**Prompt:** Every word of the listing should be reproduced without alteration.

**Material provided:**
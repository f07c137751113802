//! Networking modules for the REST API.
//!
//! SYSTEM CONTEXT
//! ==============
//! `api` performs the HTTP calls the session core depends on and `types`
//! defines their wire schema.

pub mod api;
pub mod types;

#[cfg(test)]
pub mod test_helpers;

**Task answer:**
repository f07c137751113802
//! Networking modules for the REST API.
//!
//! SYSTEM CONTEXT
//! ==============
//! `api` performs the HTTP calls the session core depends on and `types`
//! defines their wire schema.

pub mod api;
pub mod types;

#[cfg(test)]
pub mod test_helpers;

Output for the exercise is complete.